Table I. Month–by–month observed occurrence of males, females and juveniles in the sampled caves.
Figure 1. Month‐by‐month observed frequencies of occurrence and sex ratio of cave salamanders in AA2 and EN caves. Symbols: white columns = total sampled specimens; black and white diagonal striped columns = males; black columns = females; grey columns = juveniles; black line = sex ratio (males/females).
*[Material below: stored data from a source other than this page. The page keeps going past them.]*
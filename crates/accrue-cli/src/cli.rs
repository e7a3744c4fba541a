//! CLI command definitions and argument parsing.

use clap::{Parser, Subcommand};
use std::path::PathBuf;

/// Accrue CLI - Extract fields from documents and check rules with an LLM.
#[derive(Debug, Parser)]
#[command(name = "accrue")]
#[command(version, about, long_about = None)]
pub struct Cli {
    /// Output format
    #[arg(short, long, value_enum, global = true)]
    pub format: Option<CliFormat>,

    /// Disable colored output
    #[arg(long, global = true)]
    pub no_color: bool,

    /// Configuration file path (default: ~/.accrue/config.toml)
    #[arg(short, long, global = true, env = "ACCRUE_CONFIG")]
    pub config: Option<PathBuf>,

    /// More logging (-v debug, -vv trace); RUST_LOG takes precedence
    #[arg(short, long, action = clap::ArgAction::Count, global = true)]
    pub verbose: u8,

    #[command(subcommand)]
    pub command: Command,
}

/// Output format options.
#[derive(Debug, Clone, Copy, clap::ValueEnum)]
pub enum CliFormat {
    /// Table format (default)
    Table,
    /// JSON format
    Json,
}

/// CLI commands.
#[derive(Debug, Subcommand)]
pub enum Command {
    /// Extract fields from a list of materials
    Extract(ExtractArgs),

    /// Check a list of rules against some context
    Match(MatchArgs),

    /// Write a default configuration file
    Init(InitArgs),
}

/// Arguments for the extract command.
#[derive(Debug, Parser)]
pub struct ExtractArgs {
    /// JSON file with `context`, `materials` and `fields`
    #[arg(short, long)]
    pub input: PathBuf,
}

/// Arguments for the match command.
#[derive(Debug, Parser)]
pub struct MatchArgs {
    /// JSON file with `task_instruction`, `context` and `rules`
    #[arg(short, long)]
    pub input: PathBuf,

    /// Check rules in concurrent batches
    #[arg(long)]
    pub parallel: bool,

    /// Rules per batch (default from config)
    #[arg(short, long, requires = "parallel")]
    pub batch_size: Option<usize>,

    /// Batches in flight at once (default from config)
    #[arg(long, requires = "parallel")]
    pub concurrency: Option<usize>,
}

/// Arguments for the init command.
#[derive(Debug, Parser)]
pub struct InitArgs {
    /// Overwrite an existing file
    #[arg(long)]
    pub force: bool,
}

impl From<CliFormat> for crate::config::OutputFormat {
    fn from(format: CliFormat) -> Self {
        match format {
            CliFormat::Table => crate::config::OutputFormat::Table,
            CliFormat::Json => crate::config::OutputFormat::Json,
        }
    }
}
//! Field extraction over a list of materials

use crate::config::EngineConfig;
use crate::engine::SequentialEngine;
use crate::error::EngineError;
use crate::task::ExtractionTask;
use crate::types::{ExtractionOutput, ExtractionRequest};
use accrue_domain::ChatModel;
use std::sync::Arc;
use tracing::info;

/// Fills requested fields by reading materials one at a time
///
/// Each material is shown to the model together with what has been
/// extracted so far, so later materials only need to supply what is still
/// missing.
pub struct Extractor<M> {
    model: Arc<M>,
    config: Arc<EngineConfig>,
}

impl<M> Clone for Extractor<M> {
    fn clone(&self) -> Self {
        Self {
            model: Arc::clone(&self.model),
            config: Arc::clone(&self.config),
        }
    }
}

impl<M> Extractor<M>
where
    M: ChatModel + 'static,
{
    /// Create a new Extractor
    pub fn new(model: M, config: EngineConfig) -> Self {
        Self::from_arc(Arc::new(model), config)
    }

    /// Create an Extractor sharing an existing model handle
    pub fn from_arc(model: Arc<M>, config: EngineConfig) -> Self {
        Self {
            model,
            config: Arc::new(config),
        }
    }

    /// Engine configuration
    pub fn config(&self) -> &EngineConfig {
        &self.config
    }

    /// Extract the requested fields from the request's materials
    pub async fn extract(&self, request: &ExtractionRequest) -> Result<ExtractionOutput, EngineError> {
        self.config.validate().map_err(EngineError::Config)?;

        let task = ExtractionTask::new(request, &self.config)?;
        let engine = SequentialEngine::new(Arc::clone(&self.model), task, Arc::clone(&self.config))?;

        let output = engine.run(&request.materials).await?;
        info!(
            "Extracted {}/{} field(s) from {} material(s)",
            output.fields.values().filter(|v| !v.is_empty()).count(),
            output.fields.len(),
            request.materials.len()
        );
        Ok(output)
    }
}
//! The sequential accumulation loop
//!
//! One run walks a list of units with a cursor. Each turn composes messages
//! from the current unit and the state so far, calls the model once with a
//! single tool, reads the tool payload, merges it and advances. The loop ends
//! when the composer reports that no input is left, so a run over `n` units
//! makes exactly `n` model calls.

use crate::error::EngineError;
use crate::parser::locate_payload;
use crate::prompt::{current_time, Composed};
use crate::task::Task;
use crate::types::TurnResult;
use crate::EngineConfig;
use accrue_domain::ChatModel;
use std::sync::Arc;
use tracing::{debug, info, warn};

/// State threaded through the turns of one run
#[derive(Debug)]
pub struct RunState<S> {
    /// Index of the next unit to process
    pub cursor: usize,
    /// Accumulated task state
    pub acc: S,
    /// Current time, fixed at the start of the run
    pub now: String,
}

/// Outcome of one step
#[derive(Debug)]
pub enum Step<S> {
    /// A turn was processed; call `step` again with this state
    Continue(RunState<S>),
    /// Nothing left to process
    Done(S),
}

/// Drives a [`Task`] over a list of units against a chat model
pub struct SequentialEngine<M, T> {
    model: Arc<M>,
    task: Arc<T>,
    config: Arc<EngineConfig>,
}

impl<M, T> Clone for SequentialEngine<M, T> {
    fn clone(&self) -> Self {
        Self {
            model: Arc::clone(&self.model),
            task: Arc::clone(&self.task),
            config: Arc::clone(&self.config),
        }
    }
}

impl<M, T> SequentialEngine<M, T>
where
    M: ChatModel + 'static,
    T: Task,
{
    /// Build an engine, registering the task's tool with the model
    ///
    /// Fails with [`EngineError::ToolRegistration`] if the model refuses the
    /// tool declaration. No turn is run in that case.
    pub fn new(model: Arc<M>, task: T, config: Arc<EngineConfig>) -> Result<Self, EngineError> {
        model
            .check_tools(std::slice::from_ref(task.tool()))
            .map_err(|e| EngineError::ToolRegistration(e.to_string()))?;

        Ok(Self {
            model,
            task: Arc::new(task),
            config,
        })
    }

    /// The task this engine runs
    pub fn task(&self) -> &T {
        &self.task
    }

    /// Fresh state for a run
    pub fn start(&self) -> RunState<T::State> {
        RunState {
            cursor: 0,
            acc: self.task.initial_state(),
            now: current_time(self.config.time_zone_offset_hours),
        }
    }

    /// Process the unit under the cursor
    ///
    /// A model failure aborts the run. A missing or malformed tool payload
    /// does not: the turn contributes nothing and the cursor still advances.
    pub async fn step(&self, state: RunState<T::State>, units: &[T::Unit]) -> Result<Step<T::State>, EngineError> {
        let RunState { cursor, acc, now } = state;

        let messages = match self.task.compose(cursor, units, &acc, &now) {
            Composed::NoMoreInput => return Ok(Step::Done(acc)),
            turn => turn.into_messages(),
        };

        if self.config.log_prompts {
            for message in &messages {
                info!(
                    "[{} {}/{}] {}: {}",
                    self.task.name(),
                    cursor + 1,
                    units.len(),
                    message.role.as_str(),
                    message.content
                );
            }
        }

        let tool = self.task.tool();
        let reply = self
            .model
            .generate(&messages, std::slice::from_ref(tool))
            .await
            .map_err(|e| EngineError::Model(e.to_string()))?;

        let tool_messages = reply.tool_results();
        let mut produced = vec![reply];
        produced.extend(tool_messages);

        let turn = match locate_payload(&produced, &tool.name) {
            None => {
                debug!("Turn {} did not invoke {}", cursor + 1, tool.name);
                TurnResult::Empty
            }
            Some(payload) => match self.task.interpret(payload) {
                Ok(turn) => turn,
                Err(e) => {
                    warn!("Ignoring turn {} of {} run: {}", cursor + 1, self.task.name(), e);
                    TurnResult::Empty
                }
            },
        };

        Ok(Step::Continue(RunState {
            cursor: cursor + 1,
            acc: self.task.merge(acc, turn),
            now,
        }))
    }

    /// Run the task over `units` and finalize the result
    pub async fn run(&self, units: &[T::Unit]) -> Result<T::Output, EngineError> {
        if units.is_empty() {
            debug!("No input for {} run", self.task.name());
            return Ok(self.task.finalize(self.task.initial_state()));
        }

        info!("Starting {} run over {} unit(s)", self.task.name(), units.len());

        let mut state = self.start();
        let acc = loop {
            match self.step(state, units).await? {
                Step::Continue(next) => state = next,
                Step::Done(acc) => break acc,
            }
        };

        info!("Finished {} run", self.task.name());
        Ok(self.task.finalize(acc))
    }
}
//! Accrue CLI library.
//!
//! Configuration, command execution and output formatting for the `accrue`
//! command-line interface.

pub mod cli;
pub mod commands;
pub mod config;
pub mod error;
pub mod output;

pub use cli::{Cli, Command};
pub use config::Config;
pub use error::{CliError, Result};
pub use output::Formatter;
The caves differed significantly from each other in terms of observed and expected specimens frequency (Heterogeneity G‐test. GH = 100.13, df = 75, P<0.05), and consequently the data could not be pooled and analysed as a whole. Apart from AA2 (G‐test of goodness‐of‐fit. G = 6.39, df = 6, P = 0.47), the observed frequencies of the specimens throughout the year differed significantly from expected in all the examined caves (AN: G = 37.78, df = 11; BA: G = 24.53, df = 10; CN: G = 33.17, df = 8; DN: G = 37.03, df = 8; EN: G = 58.80, df = 11; FN: G = 39.87, df = 9; GN: G = 30.08, df = 8; HN: G = 13.66, df = 4; in all cases P<0.01).
In EN (n = 71), the presence and abundance of individuals inside the cave was strongly related to all considered physical parameters, being positively related to both internal and external temperature, and negatively related to relative humidity inside and outside the cave (Figure ; Table ).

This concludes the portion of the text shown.